_TASK GOAL_. Which lines of the data below include the string "HfConfig"? Return each of them.

(Stored items)
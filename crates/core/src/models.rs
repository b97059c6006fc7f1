//! Builds the model handles for each backend family.

use crate::asr::{AsrError, HfSpeechToText, SpeechToTextModel};
use crate::config::{Backend, Device, HfConfig, DEFAULT_WHISPER_MODEL};
use crate::decode::SymphoniaAudioDecoder;
use crate::emotion::{
    HfTextEmotionModel, HfVoiceEmotionModel, KeywordTextEmotionModel, ProsodyVoiceEmotionModel,
    TextEmotionModel,
};
use crate::hf::{HfError, HfInferenceClient};
use crate::text::{
    CorrectionError, LanguageToolCorrector, LexiconSentimentAnalyzer, RuleBasedCorrector,
    TextCorrector, TextModels, TokenStatementAnalyzer,
};
use crate::voice::VoiceModels;
use std::path::PathBuf;
use std::sync::Arc;

pub const LANGUAGETOOL_LANGUAGE: &str = "en-US";

#[derive(thiserror::Error, Debug)]
pub enum ModelError {
    #[error("failed to create Hugging Face client: {0}")]
    Hf(#[from] HfError),
    #[error("failed to create LanguageTool client: {0}")]
    Correction(#[from] CorrectionError),
    #[error("failed to create speech-to-text model: {0}")]
    Asr(#[from] AsrError),
    #[error("local speech-to-text needs the whisper-rs feature; use the hf backend instead")]
    WhisperUnavailable,
}

#[derive(Clone, Debug)]
pub struct ModelSettings {
    pub backend: Backend,
    pub device: Device,
    pub hf: HfConfig,
    /// LanguageTool server; the offline corrector is used when unset.
    pub languagetool_url: Option<String>,
    pub whisper_model: PathBuf,
}

impl Default for ModelSettings {
    fn default() -> Self {
        Self {
            backend: Backend::default(),
            device: Device::default(),
            hf: HfConfig::default(),
            languagetool_url: None,
            whisper_model: PathBuf::from(DEFAULT_WHISPER_MODEL),
        }
    }
}

impl ModelSettings {
    fn hf_client(&self) -> Result<HfInferenceClient, ModelError> {
        Ok(HfInferenceClient::new(&self.hf)?)
    }

    pub fn text_models(&self) -> Result<TextModels, ModelError> {
        let corrector: Arc<dyn TextCorrector> = match &self.languagetool_url {
            Some(url) => Arc::new(LanguageToolCorrector::new(url, LANGUAGETOOL_LANGUAGE)?),
            None => Arc::new(RuleBasedCorrector::new()),
        };
        let emotion: Arc<dyn TextEmotionModel> = match self.backend {
            Backend::Local => Arc::new(KeywordTextEmotionModel::new()),
            Backend::Hf => Arc::new(HfTextEmotionModel::new(self.hf_client()?)),
        };
        tracing::info!(
            backend = ?self.backend,
            languagetool = self.languagetool_url.is_some(),
            "text models ready"
        );
        Ok(TextModels {
            corrector,
            sentiment: Arc::new(LexiconSentimentAnalyzer::new()),
            emotion,
            statement: Arc::new(TokenStatementAnalyzer::new()),
        })
    }

    pub fn voice_models(&self) -> Result<VoiceModels, ModelError> {
        let models = match self.backend {
            Backend::Local => VoiceModels {
                speech_to_text: self.local_speech_to_text()?,
                voice_emotion: Arc::new(ProsodyVoiceEmotionModel::new(Arc::new(
                    SymphoniaAudioDecoder::new(),
                ))),
            },
            Backend::Hf => {
                let client = self.hf_client()?;
                VoiceModels {
                    speech_to_text: Arc::new(HfSpeechToText::new(client.clone())),
                    voice_emotion: Arc::new(HfVoiceEmotionModel::new(client)),
                }
            }
        };
        tracing::info!(backend = ?self.backend, device = %self.device, "voice models ready");
        Ok(models)
    }

    #[cfg(feature = "whisper-rs")]
    fn local_speech_to_text(&self) -> Result<Arc<dyn SpeechToTextModel>, ModelError> {
        let stt = crate::asr::WhisperSpeechToText::new(&self.whisper_model, self.device)?;
        Ok(Arc::new(stt))
    }

    #[cfg(not(feature = "whisper-rs"))]
    fn local_speech_to_text(&self) -> Result<Arc<dyn SpeechToTextModel>, ModelError> {
        Err(ModelError::WhisperUnavailable)
    }
}

#[cfg(test)]
mod tests {
    use super::*;
    use crate::text::SentimentAnalyzer;

    #[test]
    fn local_text_models_build_offline() {
        let models = ModelSettings::default().text_models().expect("models");
        let sentiment = models
            .sentiment
            .analyze("a wonderful day", Default::default());
        assert_eq!(sentiment.polarity, 1.0);
    }

    #[test]
    fn languagetool_url_is_validated() {
        let settings = ModelSettings {
            languagetool_url: Some("not a url".to_owned()),
            ..ModelSettings::default()
        };
        assert!(matches!(
            settings.text_models(),
            Err(ModelError::Correction(CorrectionError::InvalidUrl(_)))
        ));
    }

    #[test]
    fn hf_backend_builds_without_network() {
        let settings = ModelSettings {
            backend: Backend::Hf,
            ..ModelSettings::default()
        };
        assert!(settings.text_models().is_ok());
        assert!(settings.voice_models().is_ok());
    }

    #[test]
    fn local_voice_models_need_a_whisper_model() {
        let settings = ModelSettings {
            whisper_model: PathBuf::from("/nonexistent/ggml.bin"),
            ..ModelSettings::default()
        };
        let err = settings.voice_models().err().expect("no model file");
        #[cfg(feature = "whisper-rs")]
        assert!(matches!(err, ModelError::Asr(AsrError::ModelNotFound(_))));
        #[cfg(not(feature = "whisper-rs"))]
        assert!(matches!(err, ModelError::WhisperUnavailable));
    }
}
#[cfg(feature = "ffmpeg-sidecar")]
mod ffmpeg;
mod native;

use futures::future::BoxFuture;
use serde::{Deserialize, Serialize};
use std::path::PathBuf;
use std::time::Duration;

#[cfg(feature = "ffmpeg-sidecar")]
pub use ffmpeg::FfmpegAudioDecoder;
pub use native::SymphoniaAudioDecoder;

#[derive(Clone, Copy, Debug, Serialize, Deserialize, PartialEq, Eq)]
pub struct PcmFormat {
    pub sample_rate: u32,
    pub channels: u16,
}

impl PcmFormat {
    pub const fn whisper_mono_16khz() -> Self {
        Self {
            sample_rate: 16_000,
            channels: 1,
        }
    }
}

/// Decoded mono f32 samples of one audio file.
#[derive(Clone, Debug, Serialize, Deserialize, PartialEq)]
pub struct PcmChunk {
    pub source: PathBuf,
    pub format: PcmFormat,
    pub samples: Vec<f32>,
    pub duration: Duration,
}

#[derive(thiserror::Error, Debug)]
pub enum DecodeError {
    #[error("ffmpeg unavailable: {0}")]
    FfmpegUnavailable(String),

    #[error("ffmpeg failed: {0}")]
    FfmpegFailed(String),

    #[error("unsupported audio in {path}: {reason}")]
    Unsupported { path: PathBuf, reason: String },

    #[error("invalid pcm output: {0}")]
    InvalidPcm(String),

    #[error("failed to open {path}: {source}")]
    Io {
        path: PathBuf,
        source: std::io::Error,
    },

    #[error("decoder task failed: {0}")]
    Task(String),
}

pub type Result<T> = std::result::Result<T, DecodeError>;

pub trait AudioDecoder: Send + Sync {
    fn decode_file(&self, path: PathBuf) -> BoxFuture<'_, Result<PcmChunk>>;
}

pub fn duration_from_samples(sample_rate_hz: u32, samples: usize) -> Duration {
    if sample_rate_hz == 0 {
        return Duration::from_secs(0);
    }
    let micros = (u128::from(samples as u64) * 1_000_000u128) / u128::from(sample_rate_hz);
    Duration::from_micros(micros.min(u128::from(u64::MAX)) as u64)
}

#[cfg(any(feature = "ffmpeg-sidecar", test))]
pub(crate) fn parse_f32le_mono(raw: &[u8]) -> Result<Vec<f32>> {
    if raw.len() % 4 != 0 {
        return Err(DecodeError::InvalidPcm(format!(
            "f32le byte length must be multiple of 4, got {}",
            raw.len()
        )));
    }
    Ok(raw
        .chunks_exact(4)
        .map(|c| f32::from_le_bytes([c[0], c[1], c[2], c[3]]))
        .collect())
}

_RESPONSE BOX_.
use crate::config::{Backend, Device, HfConfig, DEFAULT_WHISPER_MODEL};
    pub hf: HfConfig,
            hf: HfConfig::default(),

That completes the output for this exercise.